Sınır Tanımayan Hukukçular Derneği, (Cross Border Jurists-CBJ) 2021-2025 yılları arasını kapsayan dönemde Türkiye’de yaşanan hukuksuzluklara ilişkin önemli bir rapor yayınladı. Meşhur Nürnberg yargılamalarını anlatmak için kullanılan, “Suikastçının hançeri, hukukçunun cübbesinin altına gizlendi.” sözleriyle başlayan rapor, 4 yılda yaşanan ve soykırıma varan hukuksuzlukları örnekleriyle anlatıyor. CBJ’nin bünyesinde faaliyet gösteren Hukuksuzlukları Araştırma ve Analiz Kurulu (HAAK) tarafından kaleme alınan raporda, Türk yargısının siyasallaşması ve yargı mensuplarının sistematik olarak insanlığa karşı suç ve/ya soykırım suçu işlediğine dair önemli bilgiler yer aldı.

Rapor KHK’lı Cumhuriyet Savcıları Dr. Hasan Dursun ve Mustafa Doğan tarafından hazırlanmış. Hasan Dursun, raporla ilgili değerlendirmesinde, “17-25 Aralık 2013 yolsuzluk soruşturmaları sonrasında yargının iktidar tarafından kontrol edilmesine yönelik önemli adımlar atılmaya başlandı. 15 Temmuz sonrasında ise tamamen iktidarın kontrolü altına alındı. Erdoğan ve iktidarı tarafından yargı, muhaliflerini susturmak veya yok etmek, yolsuzluklarının konuşulmaması için adeta bir koç başı olarak kullanıldı.” ifadelerini kullanıyor.

Kararların tamamı gerekçesiz!

Raporda, yargının siyasiler ile ilişkisine ve verdiği hukuksuz kararlara dair ulusal ve uluslararası uzman ve kurumlar tarafından çeşitli bilgi ve belgeler üretildiği aktarılıyor. CBJ tarafından hazırlanan raporun, doğrudan mağdurlar tarafından dernek bünyesinde oluşturulan Hukuksuzlukları Araştırma ve Analiz Kurulu’na (HAAK)’na ibraz edilen yargısal kararlar çerçevesinde hazırlandığı belirtiliyor.

Rapora göre, dernek kendisine yapılan 116 başvuru bağlamında 2 bin 709 karar, uzman hukukçulardan oluşan bir kurul tarafından incelendi. Söz konusu kararların tamamının ulusal ve uluslararası mevzuata açıkça aykırı olduğu belirlendi. Raporda incelenen kararlarının tamamının ‘gerekçesiz’ olduğu ve somut delillere dayanmadığı tespit edildi.

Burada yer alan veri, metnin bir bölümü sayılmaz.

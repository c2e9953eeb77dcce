//! Configuration surface consumed from an external loader.
//!
//! Loading itself (finding/parsing the TOML file) is ambient plumbing, not
//! core logic, but it is still implemented here so the binary in
//! `src/bin` has something concrete to call.

use serde::Deserialize;
use std::path::Path;
use thiserror::Error;

/// Opaque 64-bit gateway identifier, transmitted as two big-endian halves.
#[derive(Debug, Clone, Copy, PartialEq, Eq)]
pub struct GatewayId(pub u64);

impl GatewayId {
    pub fn from_hex(s: &str) -> Result<Self, ConfigError> {
        let bytes = hex::decode(s).map_err(|_| ConfigError::InvalidGatewayId(s.to_string()))?;
        if bytes.len() != 8 {
            return Err(ConfigError::InvalidGatewayId(s.to_string()));
        }
        let mut buf = [0u8; 8];
        buf.copy_from_slice(&bytes);
        Ok(GatewayId(u64::from_be_bytes(buf)))
    }

    /// The 8 bytes written at offsets 4..11 of every outgoing header.
    pub fn to_be_bytes(self) -> [u8; 8] {
        self.0.to_be_bytes()
    }
}

#[derive(Debug, Clone, Copy, PartialEq, Eq, Default)]
pub struct FilterPolicy {
    pub forward_valid_crc: bool,
    pub forward_bad_crc: bool,
    pub forward_no_crc: bool,
}

impl FilterPolicy {
    pub fn admits(&self, status: crate::hal::CrcStatus) -> bool {
        use crate::hal::CrcStatus::*;
        match status {
            Ok => self.forward_valid_crc,
            Bad => self.forward_bad_crc,
            Absent => self.forward_no_crc,
        }
    }
}

#[derive(Debug, Clone, Copy, PartialEq, Eq)]
pub enum LogSink {
    Stdout,
    Syslog,
    Both,
    None,
}

#[derive(Debug, Clone)]
pub struct Config {
    pub gateway_id: GatewayId,
    pub server_address: String,
    pub serv_port_up: u16,
    pub serv_port_down: u16,
    pub keepalive_interval_s: u64,
    pub stat_interval_s: u64,
    /// Half of `push_timeout_ms`: the ack wait budget per receive attempt.
    pub push_timeout_half_ms: u64,
    pub pull_timeout_ms: u64,
    pub filter: FilterPolicy,
    pub logging_level: u8,
    pub log_sink: LogSink,
}

impl Default for Config {
    fn default() -> Self {
        Config {
            gateway_id: GatewayId(0),
            server_address: String::new(),
            serv_port_up: 1780,
            serv_port_down: 1782,
            keepalive_interval_s: 5,
            stat_interval_s: 30,
            push_timeout_half_ms: 50,
            pull_timeout_ms: 200,
            filter: FilterPolicy::default(),
            logging_level: 0,
            log_sink: LogSink::Stdout,
        }
    }
}

#[derive(Debug, Error)]
pub enum ConfigError {
    #[error("failed to read configuration file {0:?}: {1}")]
    Read(String, std::io::Error),
    #[error("failed to parse configuration TOML: {0}")]
    Parse(#[from] toml::de::Error),
    #[error("gateway_ID must be 16 hex nibbles, got {0:?}")]
    InvalidGatewayId(String),
    #[error("missing mandatory configuration key: {0}")]
    MissingKey(&'static str),
}

/// Mirrors the raw TOML shape; every field optional so defaults can be
/// applied uniformly in `RawConfig::into_config`.
#[derive(Debug, Deserialize, Default)]
struct RawConfig {
    #[serde(rename = "gateway_ID")]
    gateway_id: Option<String>,
    server_address: Option<String>,
    serv_port_up: Option<u16>,
    serv_port_down: Option<u16>,
    keepalive_interval: Option<u64>,
    stat_interval: Option<u64>,
    push_timeout_ms: Option<u64>,
    pull_timeout_ms: Option<u64>,
    forward_crc_valid: Option<bool>,
    forward_crc_error: Option<bool>,
    forward_crc_disabled: Option<bool>,
    logging_level: Option<u8>,
    stdout: Option<bool>,
    syslog: Option<bool>,
}

impl RawConfig {
    fn into_config(self) -> Result<Config, ConfigError> {
        let gateway_id = GatewayId::from_hex(
            self.gateway_id
                .as_deref()
                .ok_or(ConfigError::MissingKey("gateway_ID"))?,
        )?;
        let server_address = self
            .server_address
            .ok_or(ConfigError::MissingKey("server_address"))?;

        let defaults = Config::default();
        let log_sink = match (self.stdout.unwrap_or(true), self.syslog.unwrap_or(false)) {
            (true, true) => LogSink::Both,
            (true, false) => LogSink::Stdout,
            (false, true) => LogSink::Syslog,
            (false, false) => LogSink::None,
        };

        Ok(Config {
            gateway_id,
            server_address,
            serv_port_up: self.serv_port_up.unwrap_or(defaults.serv_port_up),
            serv_port_down: self.serv_port_down.unwrap_or(defaults.serv_port_down),
            keepalive_interval_s: self
                .keepalive_interval
                .unwrap_or(defaults.keepalive_interval_s),
            stat_interval_s: self.stat_interval.unwrap_or(defaults.stat_interval_s),
            push_timeout_half_ms: self.push_timeout_ms.unwrap_or(100) / 2,
            pull_timeout_ms: self.pull_timeout_ms.unwrap_or(defaults.pull_timeout_ms),
            filter: FilterPolicy {
                forward_valid_crc: self.forward_crc_valid.unwrap_or(true),
                forward_bad_crc: self.forward_crc_error.unwrap_or(false),
                forward_no_crc: self.forward_crc_disabled.unwrap_or(false),
            },
            logging_level: self.logging_level.unwrap_or(defaults.logging_level),
            log_sink,
        })
    }
}

pub fn load(path: impl AsRef<Path>) -> Result<Config, ConfigError> {
    let path = path.as_ref();
    let text = std::fs::read_to_string(path)
        .map_err(|e| ConfigError::Read(path.display().to_string(), e))?;
    parse(&text)
}

pub fn parse(text: &str) -> Result<Config, ConfigError> {
    let raw: RawConfig = toml::from_str(text)?;
    raw.into_config()
}

#[cfg(test)]
mod test {
    use super::*;

    #[test]
    fn gateway_id_round_trips_through_be_bytes() {
        let id = GatewayId::from_hex("00800000a0001234").unwrap();
        assert_eq!(id.to_be_bytes(), [0x00, 0x80, 0x00, 0x00, 0xa0, 0x00, 0x12, 0x34]);
    }

    #[test]
    fn gateway_id_rejects_wrong_length() {
        assert!(GatewayId::from_hex("abcd").is_err());
    }

    #[test]
    fn parses_minimal_config_with_defaults() {
        let cfg = parse(
            r#"
            gateway_ID = "00800000a0001234"
            server_address = "router.example.org"
            "#,
        )
        .unwrap();
        assert_eq!(cfg.serv_port_up, 1780);
        assert_eq!(cfg.serv_port_down, 1782);
        assert_eq!(cfg.push_timeout_half_ms, 50);
        assert_eq!(cfg.keepalive_interval_s, 5);
        assert_eq!(cfg.stat_interval_s, 30);
        assert!(cfg.filter.forward_valid_crc);
        assert!(!cfg.filter.forward_bad_crc);
    }

    #[test]
    fn missing_gateway_id_is_fatal() {
        let err = parse(r#"server_address = "router.example.org""#).unwrap_err();
        assert!(matches!(err, ConfigError::MissingKey("gateway_ID")));
    }

    #[test]
    fn filter_policy_admits_per_status() {
        let policy = FilterPolicy {
            forward_valid_crc: true,
            forward_bad_crc: false,
            forward_no_crc: false,
        };
        assert!(policy.admits(crate::hal::CrcStatus::Ok));
        assert!(!policy.admits(crate::hal::CrcStatus::Bad));
        assert!(!policy.admits(crate::hal::CrcStatus::Absent));
    }
}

Hukuksuz kararlara imza atan 1487 yargı mensubunun ismi tespit edilerek Derneğin internet sitesinde yayınlandı. Dernek, yargı mensuplarının isminin yayınlanması ile amaçlananın, bu kişileri ifşa etmekten ziyade, sebebiyet verdikleri hukuksuzluklara dikkat çekerek benzeri kararlara imza atmalarının önüne geçilmesi olduğuna yer verdi.

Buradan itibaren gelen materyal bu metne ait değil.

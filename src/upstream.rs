//! Upstream Engine: fetch → filter → serialize → send →
//! ack-match loop.
//!
//! Grounded in the teacher crate's `client_runtime::Rx`/`Tx` actor split,
//! generalized here into a single loop since the spec has no need for the
//! mpsc fan-out the teacher's multi-client mux supports.

use crate::arbiter::ConcentratorArbiter;
use crate::clock::iso8601_now;
use crate::config::{Config, FilterPolicy, GatewayId};
use crate::stats::StatsRegister;
use crate::wire::{self, rxpk::RxPk, Identifier};
use slog::{debug, o, warn, Logger};
use std::sync::Arc;
use std::time::Duration;
use tokio::net::UdpSocket;

/// Maximum frames fetched from the concentrator per iteration.
pub const NB_PKT_MAX: usize = 8;
const FETCH_BACKOFF: Duration = Duration::from_millis(10);

pub struct UpstreamEngine {
    arbiter: ConcentratorArbiter,
    stats: Arc<StatsRegister>,
    socket: UdpSocket,
    gateway_id: GatewayId,
    filter: FilterPolicy,
    push_timeout_half: Duration,
    logger: Logger,
}

impl UpstreamEngine {
    pub fn new(
        arbiter: ConcentratorArbiter,
        stats: Arc<StatsRegister>,
        socket: UdpSocket,
        config: &Config,
        logger: Logger,
    ) -> Self {
        UpstreamEngine {
            arbiter,
            stats,
            socket,
            gateway_id: config.gateway_id,
            filter: config.filter,
            push_timeout_half: Duration::from_millis(config.push_timeout_half_ms),
            logger: logger.new(o!("component" => "upstream")),
        }
    }

    /// Runs until `should_exit` is set, then returns once the current
    /// fetch cycle drains.
    pub async fn run(&self, should_exit: Arc<std::sync::atomic::AtomicBool>) {
        use std::sync::atomic::Ordering;
        while !should_exit.load(Ordering::Relaxed) {
            if let Err(e) = self.iterate().await {
                // HAL fetch failure is fatal to this engine.
                warn!(self.logger, "upstream engine stopping"; "error" => %e);
                return;
            }
        }
    }

    async fn iterate(&self) -> Result<(), crate::hal::HalError> {
        let frames = self.arbiter.receive(NB_PKT_MAX).await?;
        if frames.is_empty() {
            tokio::time::sleep(FETCH_BACKOFF).await;
            return Ok(());
        }

        let time = iso8601_now();
        let token = wire::random_token();
        let mut datagram = Vec::with_capacity(256);
        wire::write_uplink_header(&mut datagram, token, Identifier::PushData, self.gateway_id);

        let mut body = String::from("{\"rxpk\":[");
        let mut admitted = 0u32;
        let mut payload_bytes = 0u32;

        for frame in &frames {
            self.stats.record_up(|c| c.nb_rx_rcv += 1);
            match frame.crc_status {
                crate::hal::CrcStatus::Ok => self.stats.record_up(|c| c.nb_rx_ok += 1),
                crate::hal::CrcStatus::Bad => self.stats.record_up(|c| c.nb_rx_bad += 1),
                crate::hal::CrcStatus::Absent => self.stats.record_up(|c| c.nb_rx_nocrc += 1),
            }
            if !self.filter.admits(frame.crc_status) {
                continue;
            }
            if admitted > 0 {
                body.push(',');
            }
            RxPk::from_frame(frame, &time).write_object(&mut body);
            admitted += 1;
            payload_bytes += frame.payload.len() as u32;
            debug!(self.logger, "accepted frame for upstream"; "chan" => frame.if_chain);
        }
        body.push_str("]}");

        if admitted == 0 {
            return Ok(());
        }

        datagram.extend_from_slice(body.as_bytes());

        self.stats.record_up(|c| {
            c.up_pkt_fwd += admitted;
            c.up_payload_byte += payload_bytes;
            c.up_network_byte += datagram.len() as u32;
        });

        if self.socket.send(&datagram).await.is_err() {
            // Network transient: not retried, silently tolerated.
            return Ok(());
        }
        self.stats.record_up(|c| c.up_dgram_sent += 1);

        self.await_ack(token).await;
        Ok(())
    }

    /// Attempts ack reception up to twice, tolerating stray/duplicate
    /// replies.
    async fn await_ack(&self, token: [u8; 2]) {
        let mut buf = [0u8; 16];
        for _ in 0..2 {
            let recv = tokio::time::timeout(self.push_timeout_half, self.socket.recv(&mut buf)).await;
            let n = match recv {
                Ok(Ok(n)) => n,
                _ => return,
            };
            if n < 4 || buf[0] != wire::PROTOCOL_VERSION || buf[3] != Identifier::PushAck as u8 {
                continue;
            }
            if [buf[1], buf[2]] == token {
                self.stats.record_up(|c| c.up_ack_rcv += 1);
                return;
            }
        }
    }
}
//! The `rxpk` object embedded in a PUSH_DATA body.
//!
//! Written with direct buffer appends rather than through `serde_json`:
//! exact control over key order and numeric formatting matters more here
//! than a derived `Serialize` would buy.

use super::{Bandwidth, CodingRate, SpreadingFactor};
use crate::hal::{CrcStatus, Modulation, ReceivedFrame};
use base64::{engine::general_purpose::STANDARD, Engine as _};
use std::fmt::Write as _;

pub struct RxPk<'a> {
    pub tmst: u32,
    pub time: &'a str,
    pub chan: u8,
    pub rfch: u8,
    pub freq_hz: u64,
    pub crc_status: CrcStatus,
    pub modulation: Modulation,
    pub bandwidth: Bandwidth,
    pub spreading_factor: SpreadingFactor,
    pub coding_rate: CodingRate,
    pub lsnr: f32,
    pub rssi: f32,
    pub payload: &'a [u8],
}

impl<'a> RxPk<'a> {
    pub fn from_frame(frame: &'a ReceivedFrame, time: &'a str) -> Self {
        RxPk {
            tmst: frame.timestamp,
            time,
            chan: frame.if_chain,
            rfch: frame.rf_chain,
            freq_hz: frame.freq_hz,
            crc_status: frame.crc_status,
            modulation: frame.modulation,
            bandwidth: frame.bandwidth,
            spreading_factor: frame.spreading_factor,
            coding_rate: frame.coding_rate,
            lsnr: frame.snr,
            rssi: frame.rssi,
            payload: &frame.payload,
        }
    }

    /// Appends one JSON object (`{...}`, no trailing comma) to `out`.
    pub fn write_object(&self, out: &mut String) {
        let stat = match self.crc_status {
            CrcStatus::Ok => 1,
            CrcStatus::Bad => -1,
            CrcStatus::Absent => 0,
        };
        let _ = write!(
            out,
            "{{\"tmst\":{},\"time\":\"{}\",\"chan\":{},\"rfch\":{},\"freq\":{:.6},\"stat\":{},\"modu\":\"{}\"",
            self.tmst,
            self.time,
            self.chan,
            self.rfch,
            self.freq_hz as f64 / 1_000_000.0,
            stat,
            match self.modulation {
                Modulation::LoRa => "LORA",
                Modulation::Fsk => "FSK",
            },
        );
        if let Modulation::LoRa = self.modulation {
            let datr = super::DataRate::new(self.spreading_factor, self.bandwidth);
            let _ = write!(
                out,
                ",\"datr\":\"{}\",\"codr\":\"{}\",\"lsnr\":{:.1}",
                datr,
                self.coding_rate,
                self.lsnr
            );
        }
        let _ = write!(
            out,
            ",\"rssi\":{},\"size\":{},\"data\":\"{}\"}}",
            self.rssi.round() as i32,
            self.payload.len(),
            STANDARD.encode(self.payload),
        );
    }
}

#[cfg(test)]
mod test {
    use super::*;
    use crate::wire::{Bandwidth, CodingRate, SpreadingFactor};

    #[test]
    fn lora_frame_serializes_expected_fields() {
        let frame = ReceivedFrame {
            timestamp: 12345,
            if_chain: 0,
            rf_chain: 0,
            freq_hz: 868_100_000,
            crc_status: CrcStatus::Ok,
            modulation: Modulation::LoRa,
            bandwidth: Bandwidth::BW125,
            spreading_factor: SpreadingFactor::SF7,
            coding_rate: CodingRate::_4_5,
            rssi: -42.0,
            snr: 7.5,
            payload: b"ABC".to_vec(),
        };
        let time = "2021-02-03T19:03:46.500349Z";
        let rxpk = RxPk::from_frame(&frame, time);
        let mut out = String::new();
        rxpk.write_object(&mut out);

        assert!(out.contains("\"modu\":\"LORA\""));
        assert!(out.contains("\"datr\":\"SF7BW125\""));
        assert!(out.contains("\"codr\":\"4/5\""));
        assert!(out.contains("\"lsnr\":7.5"));
        assert!(out.contains("\"rssi\":-42"));
        assert!(out.contains("\"size\":3"));
        assert!(out.contains("\"data\":\"QUJD\""));
        assert!(out.starts_with('{'));
        assert!(out.ends_with('}'));
    }

    #[test]
    fn fsk_frame_omits_lora_only_fields() {
        let frame = ReceivedFrame {
            timestamp: 0,
            if_chain: 1,
            rf_chain: 0,
            freq_hz: 868_500_000,
            crc_status: CrcStatus::Absent,
            modulation: Modulation::Fsk,
            bandwidth: Bandwidth::BW125,
            spreading_factor: SpreadingFactor::SF7,
            coding_rate: CodingRate::Off,
            rssi: -90.0,
            snr: 0.0,
            payload: vec![],
        };
        let rxpk = RxPk::from_frame(&frame, "2021-01-01T00:00:00.000000Z");
        let mut out = String::new();
        rxpk.write_object(&mut out);
        assert!(!out.contains("datr"));
        assert!(!out.contains("codr"));
        assert!(!out.contains("lsnr"));
        assert!(out.contains("\"modu\":\"FSK\""));
        assert!(out.contains("\"stat\":0"));
    }
}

Siyasi amaçla gerekçesiz kararlara imza atan yargı mensuplarının yüzde 73’ünün AKP döneminde alınmış olduğu belirlendi. Bugüne kadar AKP tarafından il ve ilçe teşkilatlarından, hazırlanan listeler doğrultusunda hakim savcı alındığına dair çeşitli bilgiler kamuoyu ile paylaşıldı. Raporda tespit edilen bu oran, bu alımın ne kadar bir yüzdelik oluşturduğuna dair somut bir bilgi olma özelliğini taşıyor.

 

Dernek raporunu hazırlarken, Türkiye genelinde 37 il merkezinde faaliyet gösteren yargı birimleri tarafından verilen 2709 karar kullanıldı. Bu durum, hukuksuzluğun belirli il merkezleri veya bölge ile sınırlı olmayıp Türkiye’nin genelinde yaygın olarak işlendiğini gözler önüne koydu. Raporda, yargı eliyle yürütülen hukuksuzluğun sistematik olarak, belirli bir plan ve amaç doğrultusunda işlendiği tespitine yer verildi.

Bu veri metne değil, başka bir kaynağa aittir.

//! Reporter: periodic formatted snapshot of the stats
//! register, logged through the abstract sink.

use crate::stats::{StatsRegister, StatsSnapshot};
use slog::{info, o, Logger};
use std::sync::atomic::{AtomicBool, Ordering};
use std::sync::Arc;
use std::time::Duration;

pub struct Reporter {
    stats: Arc<StatsRegister>,
    interval: Duration,
    logger: Logger,
}

impl Reporter {
    pub fn new(stats: Arc<StatsRegister>, interval_s: u64, logger: Logger) -> Self {
        Reporter {
            stats,
            interval: Duration::from_secs(interval_s),
            logger: logger.new(o!("component" => "reporter")),
        }
    }

    pub async fn run(&self, should_exit: Arc<AtomicBool>) {
        while !should_exit.load(Ordering::Relaxed) {
            tokio::time::sleep(self.interval).await;
            if should_exit.load(Ordering::Relaxed) {
                return;
            }
            let snapshot = self.stats.snapshot_and_reset();
            self.emit(&snapshot);
        }
    }

    fn emit(&self, snap: &StatsSnapshot) {
        let report = format_report(snap);
        info!(self.logger, "{}", report);
    }
}

fn ratio(num: u32, den: u32) -> f64 {
    if den == 0 {
        0.0
    } else {
        num as f64 / den as f64
    }
}

fn format_report(snap: &StatsSnapshot) -> String {
    let rx_ok_ratio = ratio(snap.up.nb_rx_ok, snap.up.nb_rx_rcv);
    let rx_bad_ratio = ratio(snap.up.nb_rx_bad, snap.up.nb_rx_rcv);
    let rx_nocrc_ratio = ratio(snap.up.nb_rx_nocrc, snap.up.nb_rx_rcv);
    let up_ack_ratio = ratio(snap.up.up_ack_rcv, snap.up.up_dgram_sent);
    let dw_ack_ratio = ratio(snap.down.dw_ack_rcv, snap.down.dw_pull_sent);

    format!(
        "##### STATISTICS #####\n\
         RX received: {nb_rx_rcv} (ok: {rx_ok_ratio:.2}%, bad: {rx_bad_ratio:.2}%, nocrc: {rx_nocrc_ratio:.2}%)\n\
         RX forwarded: {up_pkt_fwd} ({up_payload_byte} bytes)\n\
         PUSH_DATA datagrams sent: {up_dgram_sent}, acked: {up_ack_ratio:.2}%\n\
         PULL_DATA sent: {dw_pull_sent}, acked: {dw_ack_ratio:.2}%\n\
         TX: {nb_tx_ok} ok, {nb_tx_fail} failed\n\
         ######################",
        nb_rx_rcv = snap.up.nb_rx_rcv,
        rx_ok_ratio = rx_ok_ratio * 100.0,
        rx_bad_ratio = rx_bad_ratio * 100.0,
        rx_nocrc_ratio = rx_nocrc_ratio * 100.0,
        up_pkt_fwd = snap.up.up_pkt_fwd,
        up_payload_byte = snap.up.up_payload_byte,
        up_dgram_sent = snap.up.up_dgram_sent,
        up_ack_ratio = up_ack_ratio * 100.0,
        dw_pull_sent = snap.down.dw_pull_sent,
        dw_ack_ratio = dw_ack_ratio * 100.0,
        nb_tx_ok = snap.down.nb_tx_ok,
        nb_tx_fail = snap.down.nb_tx_fail,
    )
}

#[cfg(test)]
mod test {
    use super::*;
    use crate::stats::{DownstreamCounters, UpstreamCounters};

    #[test]
    fn ratios_default_to_zero_on_empty_denominator() {
        let snap = StatsSnapshot::default();
        let report = format_report(&snap);
        assert!(report.contains("ok: 0.00%"));
        assert!(report.contains("acked: 0.00%"));
    }

    #[test]
    fn ratios_reflect_recorded_counters() {
        let snap = StatsSnapshot {
            up: UpstreamCounters {
                nb_rx_rcv: 4,
                nb_rx_ok: 3,
                nb_rx_bad: 1,
                up_dgram_sent: 2,
                up_ack_rcv: 1,
                ..Default::default()
            },
            down: DownstreamCounters {
                dw_pull_sent: 10,
                dw_ack_rcv: 5,
                ..Default::default()
            },
        };
        assert_eq!(ratio(snap.up.nb_rx_ok, snap.up.nb_rx_rcv), 0.75);
        assert_eq!(ratio(snap.down.dw_ack_rcv, snap.down.dw_pull_sent), 0.5);
    }
}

Raporda yapılan önemli bir tespit ise, hukuksuz kararların verilmesi konusunda ilk derece yargı birimleri ile istinaf ve Yargıtay arasında “gizli” bir mutabakatın olduğudur. Zira gerekçesiz ve delilsiz olarak verilen kararların hiçbirisi itirazı inceleyen üst mahkemeler tarafından bozulmamıştır.

Avrupa İnsan Hakları Mahkemesi tarafından Türkiye aleyhine verilen Yalçınkaya kararında, başka bir çok gerekçe ile birlikte, Bylock verilerinin tek başına aleyhe delil olarak kullanılamayacağına yer verdi. Buna karşın HAAK tarafından hazırlanan raporda yapılan başvuruların büyük bölümünde Bylock gerekçe olarak kullanılarak hak ihlalinin yapıldığı belirlendi.

17 Aralık 2013 yolsuzluk operasyonlarının hemen sonrasında, iktidarın desteği ile kurulan Yargıda Birlik Derneği, yangının siyasallaşmasında önemli bir rol oynadı ve oynamaya devam ediyor. CBJ tarafından hazırlanan raporda, hukuksuz kararlara imza atan yargı mensuplarının yüzde 57’sinin YBD üyesi olduğuna dair tespit bu anlamda anlam kazanıyor. Raporda resmi olarak üye olmamakla birlikte YBD’yi destekleyen ve onun belirlediği ilkeler doğrultusunda hareket eden yargı mensuplarının olduğuna dair tespit, YBD’nin yargı üzerindeki kontrolünü konusunda önemli bir veri niteliğinde.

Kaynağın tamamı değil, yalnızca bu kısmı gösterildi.